On the other side of the volatility pendulum there have been nine gold volatility lows in this bull to date. After each one of these gold rose, sometimes a great deal and sometimes not so much. Speculators would have been well served to buy at all of these vola lows except one, episode 6. The other eight of nine marked times when gold was priced below where it would soon be and hence a good time to throw long.
Vola low 6 occurred in late 2003 when gold was challenging $425 for the first time in this bull market. For some reason a fairly volatile and exciting gold rally just hit cruise control briefly near the end of the year. Gold traded in a tight range for a short period of time while taking a breather. During that odd period of calm volatility fell off a cliff and actually hit zero 1%+, 2%+, or 3%+ days per rolling month for two consecutive mid-December trading days. But after the holidays, during which speculators are distracted, gold soon resumed its normal rally volatility profile.
With the exception of 6, six of the seven low-vola events prior to 2005 marked excellent times for speculators to throw long to ride anything from a sharp spike to a respectable rally to a major upleg. Once again these odds are pretty good and something we should definitely pay attention to moving forward. When gold volatility is abnormally low it is not the time to sell like in stocks, but instead it is the time to throw long and ride the gold price higher.

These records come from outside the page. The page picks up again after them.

use std::sync::Arc;
use std::time::Duration;

use async_trait::async_trait;
use log::{debug, info, warn};
use reqwest::Client;

use crate::{
    config::ExchangeConfig,
    error::{CollectorError, CollectorResult},
    exchanges::adapter::CandleSource,
    http,
    persistence::Record,
    util,
};

use super::{CollectionStrategy, CollectorContext};

/// Page size while far behind.
pub const CATCH_UP_PAGE: u32 = 250;

/// Page size once near real time.
pub const LIVE_PAGE: u32 = 10;

/// Pause between symbols inside one cycle.
const SYMBOL_DELAY: Duration = Duration::from_millis(100);

#[derive(Debug, Clone, Copy, PartialEq, Eq)]
pub enum BackfillMode {
    CatchingUp,
    Live,
}

/// Resumable position of one candle series.
///
/// The cursor is the newest persisted `open_time`; the next request
/// starts right after it. The mode starts as catching-up and is only
/// re-evaluated after a page has been fetched.
#[derive(Debug, Clone, PartialEq, Eq)]
pub struct BackfillCursor {
    last_open_time: i64,
    mode: BackfillMode,
}

impl BackfillCursor {
    pub fn new(last_open_time: i64) -> Self {
        Self {
            last_open_time,
            mode: BackfillMode::CatchingUp,
        }
    }

    pub fn last_open_time(&self) -> i64 {
        self.last_open_time
    }

    pub fn mode(&self) -> BackfillMode {
        self.mode
    }

    pub fn start_time(&self) -> i64 {
        self.last_open_time + 1
    }

    pub fn page_size(&self) -> u32 {
        match self.mode {
            BackfillMode::CatchingUp => CATCH_UP_PAGE,
            BackfillMode::Live => LIVE_PAGE,
        }
    }

    /// Moves past a fetched page and re-evaluates the mode against
    /// the newest open time of that page.
    pub fn advance(&mut self, page_max_open_time: i64, now_ms: i64, live_gap_ms: i64) {
        self.last_open_time = self.last_open_time.max(page_max_open_time);
        self.mode = if now_ms - self.last_open_time < live_gap_ms {
            BackfillMode::Live
        } else {
            BackfillMode::CatchingUp
        };
    }
}

/// Live gap in milliseconds, saturating instead of wrapping.
fn gap_millis(secs: u64) -> i64 {
    i64::try_from(Duration::from_secs(secs).as_millis()).unwrap_or(i64::MAX)
}

struct Series {
    currency: String,
    symbol: String,
    table: String,
    cursor: BackfillCursor,
}

/// Resumable candle backfill.
///
/// INIT:
/// - the cursor of every symbol is recovered from the store
///   (`MAX(open_time)` for this interval and exchange), falling back
///   to the earliest candle the exchange serves
///
/// CYCLE:
/// - one page per symbol starting at `cursor + 1`
/// - rows already stored are filtered with one batched lookup
/// - the cursor advances past the page even when every row was a
///   duplicate, otherwise the same page would be fetched forever
/// - a failure leaves the cursor untouched, the page is retried
pub struct BackfillStrategy<C: CandleSource + 'static> {
    source: Arc<C>,
    client: Option<Client>,
    ctx: CollectorContext,
    interval: String,
    live_gap_ms: i64,
    currencies: Vec<String>,
    series: Vec<Series>,
}

impl<C: CandleSource + 'static> BackfillStrategy<C> {
    pub fn new(source: C, cfg: &ExchangeConfig, ctx: CollectorContext) -> Self {
        Self {
            source: Arc::new(source),
            client: None,
            ctx,
            interval: cfg.kline_interval.clone(),
            live_gap_ms: gap_millis(cfg.live_gap_secs),
            currencies: cfg.partitions(),
            series: Vec::new(),
        }
    }

    async fn recover_cursor(&self, currency: &str, table: &str) -> BackfillCursor {
        let filter = [("interval_type", self.interval.as_str()), ("exchange", self.source.exchange())];
        match self.ctx.gateway.max_column(table, "open_time", &filter).await {
            Ok(Some(last)) => {
                info!("[{}] {currency} resumes after open_time {last}", self.ctx.name);
                BackfillCursor::new(last)
            }
            Ok(None) => {
                info!("[{}] {currency} has no candles yet, starting from listing", self.ctx.name);
                BackfillCursor::new(self.source.earliest_available(currency))
            }
            Err(e) => {
                warn!("[{}] could not read {currency} cursor ({e}), starting from listing", self.ctx.name);
                BackfillCursor::new(self.source.earliest_available(currency))
            }
        }
    }

    /// Fetches and stores one page. Returns the number of new rows.
    async fn collect_series(&mut self, client: &Client, idx: usize) -> CollectorResult<usize> {
        let (symbol, table, start, limit) = {
            let s = &self.series[idx];
            (s.symbol.clone(), s.table.clone(), s.cursor.start_time(), s.cursor.page_size())
        };

        let candles = self
            .source
            .fetch_page(client, &symbol, &self.interval, start, limit)
            .await?;

        let Some(page_max) = candles.iter().map(|c| c.open_time).max() else {
            debug!(
                "[{}] {symbol}: no new candles after {}",
                self.ctx.name,
                self.series[idx].cursor.last_open_time()
            );
            return Ok(0);
        };

        let open_times: Vec<i64> = candles.iter().map(|c| c.open_time).collect();
        let existing = self
            .ctx
            .gateway
            .existing_open_times(&table, &self.interval, self.source.exchange(), &open_times)
            .await?;

        let mut saved = 0;
        for candle in candles.iter().filter(|c| !existing.contains(&c.open_time)) {
            if self
                .ctx
                .gateway
                .insert_record(Record::Candle { table: &table, candle })
                .await?
            {
                saved += 1;
            }
        }

        let series = &mut self.series[idx];
        let before = series.cursor.mode();
        series.cursor.advance(page_max, util::now_ms(), self.live_gap_ms);
        if series.cursor.mode() != before {
            info!("[{}] {symbol} switched to {:?}", self.ctx.name, series.cursor.mode());
        }

        self.ctx.stats.add_saved(saved as u64);
        self.ctx.stats.touch();
        if saved > 0 {
            info!("[{}] {symbol}: saved {saved} candles", self.ctx.name);
        }
        Ok(saved)
    }
}

#[async_trait]
impl<C: CandleSource + 'static> CollectionStrategy for BackfillStrategy<C> {
    async fn initialize(&mut self) -> CollectorResult<()> {
        if self.currencies.is_empty() {
            return Err(CollectorError::Configuration(format!("{}: no currencies to backfill", self.ctx.name)));
        }
        self.client = Some(http::build_client(self.source.user_agent())?);

        let mut series = Vec::with_capacity(self.currencies.len());
        for currency in &self.currencies {
            let table = util::candles_table(currency);
            let cursor = self.recover_cursor(currency, &table).await;
            series.push(Series {
                currency: currency.clone(),
                symbol: self.source.symbol_for(currency),
                table,
                cursor,
            });
        }
        self.series = series;
        Ok(())
    }

    async fn collect_once(&mut self) -> CollectorResult<()> {
        let Some(client) = self.client.clone() else {
            return Err(CollectorError::Configuration(format!("{}: not initialized", self.ctx.name)));
        };

        let shutdown = self.ctx.shutdown.clone();
        let mut first_error: Option<CollectorError> = None;

        for idx in 0..self.series.len() {
            if idx > 0 {
                tokio::select! {
                    _ = shutdown.cancelled() => return Ok(()),
                    _ = tokio::time::sleep(SYMBOL_DELAY) => {}
                }
            }
            let result = tokio::select! {
                _ = shutdown.cancelled() => return Ok(()),
                r = self.collect_series(&client, idx) => r,
            };
            if let Err(e) = result {
                warn!("[{}] {} backfill failed: {e}", self.ctx.name, self.series[idx].currency);
                first_error.get_or_insert(e);
            }
        }

        self.ctx.stats.set_connected(first_error.is_none());
        match first_error {
            Some(e) => Err(e),
            None => Ok(()),
        }
    }

    async fn teardown(&mut self) -> CollectorResult<()> {
        self.client = None;
        self.ctx.stats.set_connected(false);
        Ok(())
    }
}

And today, which is very obvious in this chart, gold is languishing at the lowest general volatility levels of its bull to date. It has bounced near support a few times this year and a couple low-vola signals have flashed. In light of gold's consistent bull-to-date precedent, odds are this major low-volatility episode will mark the calm before the excitement of another major upleg.
Since the markets are like a giant pendulum in sentiment and volatility terms, extreme lows are usually followed by counterbalancing extreme highs which would necessitate a major gold rally and possibly a short-covering feeding frenzy. Gold's next upleg, if it indeed rebalances gold's volatility signature, could be quite spectacular.

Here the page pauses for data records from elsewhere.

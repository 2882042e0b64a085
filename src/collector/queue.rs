use std::sync::Arc;
use std::sync::atomic::Ordering;
use std::time::Duration;

use log::{debug, info, warn};
use serde_json::Value;
use tokio::sync::mpsc;
use tokio::task::JoinHandle;
use tokio::time::timeout;

use crate::{error::ErrorClass, metrics::METRICS};

use super::pipeline::{TradePipeline, report_persistence_error};
use super::CollectorContext;

/// How long a producer waits for queue space before shedding.
const ENQUEUE_TIMEOUT: Duration = Duration::from_secs(1);

/// Processor wake-up period while the queue is idle, to notice shutdown.
const POLL_INTERVAL: Duration = Duration::from_secs(1);

struct QueueItem {
    partition: String,
    payload: Value,
}

/// ============================================================
/// TradeQueue
/// ============================================================
///
/// Decouples frame reception from persistence for high-volume
/// streams. The socket reader enqueues raw entries; one background
/// task runs them through the pipeline in FIFO order.
///
/// Design constraints:
/// - Single consumer, so entries from one partition persist in the
///   order they were received
/// - Bounded: a producer waits up to ENQUEUE_TIMEOUT, then the entry
///   is shed and counted (`queue_shed`)
/// - Processing failures are logged and do not stop the consumer
/// - Closing drains what is already queued, bounded by a timeout
/// - Once the collector is shutting down, the processor also exits on
///   its own the first time it finds the queue empty
pub struct TradeQueue {
    tx: Option<mpsc::Sender<QueueItem>>,
    worker: Option<JoinHandle<()>>,
    name: String,
}

impl TradeQueue {
    /// Spawns the processor task.
    pub fn start(pipeline: Arc<TradePipeline>, capacity: usize, ctx: CollectorContext) -> Self {
        let (tx, rx) = mpsc::channel(capacity.max(1));
        let name = ctx.name.clone();
        let worker = tokio::spawn(process_queue(rx, pipeline, ctx));

        info!("[{name}] trade queue started (capacity={capacity})");
        Self {
            tx: Some(tx),
            worker: Some(worker),
            name,
        }
    }

    /// Returns false when the entry was shed.
    pub async fn enqueue(&self, partition: &str, payload: Value) -> bool {
        let Some(tx) = &self.tx else {
            return false;
        };
        let item = QueueItem {
            partition: partition.to_string(),
            payload,
        };
        match tx.send_timeout(item, ENQUEUE_TIMEOUT).await {
            Ok(()) => true,
            Err(mpsc::error::SendTimeoutError::Timeout(_)) => {
                METRICS.queue_shed.fetch_add(1, Ordering::Relaxed);
                warn!("[{}] trade queue full, entry shed", self.name);
                false
            }
            Err(mpsc::error::SendTimeoutError::Closed(_)) => false,
        }
    }

    /// Stops accepting entries and waits for the processor to drain.
    pub async fn close(&mut self, drain_timeout: Duration) {
        let remaining = self
            .tx
            .take()
            .map(|tx| tx.max_capacity() - tx.capacity())
            .unwrap_or(0);

        let Some(mut worker) = self.worker.take() else {
            return;
        };
        debug!("[{}] draining trade queue ({remaining} pending)", self.name);

        match timeout(drain_timeout, &mut worker).await {
            Ok(Ok(())) => info!("[{}] trade queue drained", self.name),
            Ok(Err(e)) => warn!("[{}] trade queue processor failed: {e}", self.name),
            Err(_) => {
                warn!("[{}] trade queue did not drain within {drain_timeout:?}, aborting", self.name);
                worker.abort();
            }
        }
    }
}

async fn process_queue(mut rx: mpsc::Receiver<QueueItem>, pipeline: Arc<TradePipeline>, ctx: CollectorContext) {
    loop {
        let item = match timeout(POLL_INTERVAL, rx.recv()).await {
            Ok(Some(item)) => item,
            // all senders dropped and the buffer is empty
            Ok(None) => break,
            Err(_) if ctx.shutdown.is_cancelled() => break,
            Err(_) => continue,
        };

        if let Err(e) = pipeline.process_one(&item.partition, &item.payload).await {
            if e.class() == ErrorClass::Persistence {
                report_persistence_error(&ctx, &e);
            } else {
                warn!("[{}] queued trade failed: {e}", ctx.name);
            }
        }
    }
    debug!("[{}] trade queue processor finished", ctx.name);
}
use std::time::Duration;

/// Exponential reconnect delay: 1s, 2s, 4s ... capped at 60s.
///
/// Reset after a connection has been fully established
/// (connected and subscribed).
#[derive(Debug, Clone)]
pub struct Backoff {
    initial: Duration,
    max: Duration,
    current: Duration,
}

impl Default for Backoff {
    fn default() -> Self {
        Self::new(Duration::from_secs(1), Duration::from_secs(60))
    }
}

impl Backoff {
    pub fn new(initial: Duration, max: Duration) -> Self {
        Self {
            initial,
            max,
            current: initial,
        }
    }

    /// Delay to wait now; doubles the next one.
    pub fn next_delay(&mut self) -> Duration {
        let delay = self.current;
        self.current = (self.current * 2).min(self.max);
        delay
    }

    pub fn reset(&mut self) {
        self.current = self.initial;
    }
}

If you believe gold is in a secular bull market for fundamental supply and demand reasons, mirroring the general commodities bull, and you think gold volatility technicals will continue to be consistent, then today's low volatility scene demands heavy long exposure to the gold market.

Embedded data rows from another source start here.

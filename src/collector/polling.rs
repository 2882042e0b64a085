use std::sync::Arc;
use std::time::Duration;

use async_trait::async_trait;
use log::{info, warn};
use reqwest::Client;

use crate::{
    config::ExchangeConfig,
    error::{CollectorError, CollectorResult},
    exchanges::adapter::{PollSource, TimeWindow},
    http, util,
};

use super::{CollectionStrategy, CollectorContext, pipeline::TradePipeline};

/// Fixed-interval REST polling.
///
/// Each cycle asks every partition for the trades of the last
/// interval. Partitions are isolated: one failing group does not
/// prevent the others from being collected. The cycle reports the
/// first failure after all groups ran, so the core still counts it.
pub struct PollingStrategy<S: PollSource + 'static> {
    source: Arc<S>,
    client: Option<Client>,
    partitions: Vec<String>,
    window: Duration,
    seed_keys: i64,
    ctx: CollectorContext,
    pipeline: TradePipeline,
}

impl<S: PollSource + 'static> PollingStrategy<S> {
    pub fn new(source: S, cfg: &ExchangeConfig, ctx: CollectorContext) -> Self {
        let source = Arc::new(source);
        let pipeline = TradePipeline::new(source.clone(), cfg.dedup_capacity, ctx.clone());
        Self {
            source,
            client: None,
            partitions: cfg.partitions(),
            window: cfg.interval(),
            seed_keys: cfg.seed_keys,
            ctx,
            pipeline,
        }
    }

    fn window_ending_now(&self) -> TimeWindow {
        let end_ms = util::now_ms();
        TimeWindow {
            start_ms: end_ms - self.window.as_millis() as i64,
            end_ms,
        }
    }

    async fn poll_group(&self, client: &Client, partition: &str, window: TimeWindow) -> CollectorResult<usize> {
        let raw = self.source.fetch(client, partition, window).await?;
        let saved = self.pipeline.process_batch(partition, &raw).await?;
        if saved > 0 {
            info!("[{}] saved {saved} {partition} trades", self.ctx.name);
        }
        Ok(saved)
    }
}

#[async_trait]
impl<S: PollSource + 'static> CollectionStrategy for PollingStrategy<S> {
    async fn initialize(&mut self) -> CollectorResult<()> {
        if self.partitions.is_empty() {
            return Err(CollectorError::Configuration(format!("{}: no partitions to poll", self.ctx.name)));
        }
        self.client = Some(http::build_client(self.source.user_agent())?);
        self.pipeline.seed(&self.partitions, self.seed_keys).await;
        info!("[{}] REST client ready", self.ctx.name);
        Ok(())
    }

    async fn collect_once(&mut self) -> CollectorResult<()> {
        let Some(client) = self.client.clone() else {
            return Err(CollectorError::Configuration(format!("{}: not initialized", self.ctx.name)));
        };

        let window = self.window_ending_now();
        let shutdown = self.ctx.shutdown.clone();
        let mut first_error: Option<CollectorError> = None;
        let mut any_ok = false;

        for partition in &self.partitions {
            let result = tokio::select! {
                _ = shutdown.cancelled() => return Ok(()),
                r = self.poll_group(&client, partition, window) => r,
            };
            match result {
                Ok(_) => any_ok = true,
                Err(e) => {
                    warn!("[{}] {partition} poll failed: {e}", self.ctx.name);
                    first_error.get_or_insert(e);
                }
            }
        }

        self.ctx.stats.set_connected(any_ok);
        match first_error {
            Some(e) => Err(e),
            None => Ok(()),
        }
    }

    async fn teardown(&mut self) -> CollectorResult<()> {
        self.client = None;
        self.ctx.stats.set_connected(false);
        Ok(())
    }
}

#[cfg(test)]
mod tests {
    use super::*;
    use crate::collector::tests::memory_context;
    use crate::exchanges::adapter::TradeNormalizer;
    use crate::schema::Trade;
    use serde_json::{Value, json};
    use std::sync::Mutex;

    /// Scripted source: BTC serves a fixed page, ETH always fails.
    #[derive(Default)]
    struct ScriptedSource {
        windows: Mutex<Vec<TimeWindow>>,
    }

    impl TradeNormalizer for ScriptedSource {
        fn exchange(&self) -> &'static str {
            "deribit"
        }

        fn natural_key(&self, raw: &Value) -> Option<String> {
            util::value_string(raw.get("id"))
        }

        fn normalize(&self, raw: &Value) -> Option<Trade> {
            let id = util::value_string(raw.get("id"))?;
            Some(Trade::new(id, "BTC-29MAR24-60000-C", chrono::Utc::now()))
        }
    }

    #[async_trait]
    impl PollSource for ScriptedSource {
        fn user_agent(&self) -> &'static str {
            "test"
        }

        async fn fetch(&self, _client: &Client, partition: &str, window: TimeWindow) -> CollectorResult<Vec<Value>> {
            self.windows.lock().unwrap().push(window);
            match partition {
                "BTC" => Ok(vec![json!({ "id": "1" }), json!({ "id": "2" })]),
                _ => Err(CollectorError::TransientNetwork("HTTP 503".into())),
            }
        }
    }

    fn config() -> ExchangeConfig {
        serde_json::from_value(json!({
            "name": "deribit",
            "enabled": true,
            "currencies": ["BTC", "ETH"],
            "interval_secs": 60
        }))
        .unwrap()
    }

    #[tokio::test]
    async fn failing_group_does_not_block_others() {
        let (ctx, gw) = memory_context("deribit");
        let mut strategy = PollingStrategy::new(ScriptedSource::default(), &config(), ctx.clone());
        strategy.initialize().await.unwrap();

        let err = strategy.collect_once().await.unwrap_err();
        assert_eq!(err.class(), crate::error::ErrorClass::TransientNetwork);
        assert_eq!(gw.trades("deribit_btc_trades").len(), 2);
        assert!(ctx.stats.is_connected());

        let windows = strategy.source.windows.lock().unwrap().clone();
        assert_eq!(windows.len(), 2);
        assert_eq!(windows[0].end_ms - windows[0].start_ms, 60_000);
    }

    #[tokio::test]
    async fn collect_before_initialize_is_rejected() {
        let (ctx, _) = memory_context("deribit");
        let mut strategy = PollingStrategy::new(ScriptedSource::default(), &config(), ctx);
        assert!(strategy.collect_once().await.is_err());
    }
}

At Zeal we are very bullish on gold today for a variety of technical reasons, including a topping dollar, dazzling euro-gold breakout, and now gold's abnormally low volatility. We are in the process of layering in elite unhedged gold stocks that are almost certain to thrive when gold starts moving higher in earnest. Our acclaimed monthly newsletter, Zeal Intelligence, outlines all of our favorite stocks. Please join us today and reap the rewards!
The bottom line is gold's volatility signature has been inverted like silver's in this bull to date so far. Instead of the conventional stock world where vola highs signal stock lows and vice versa, in gold vola highs often accompany major interim tops. Even if not readily explainable, gold has been profitably tradable on 6/7th of these inverted volatility buy and sell signals so far. These are good odds in the capricious markets.
Until there is clear technical evidence otherwise, I suspect speculators will do well by trading gold's volatility profile. Be wary of an interim top when gold waxes too volatile and get excited about an interim bottom when it seems too calm, like today. And trade accordingly.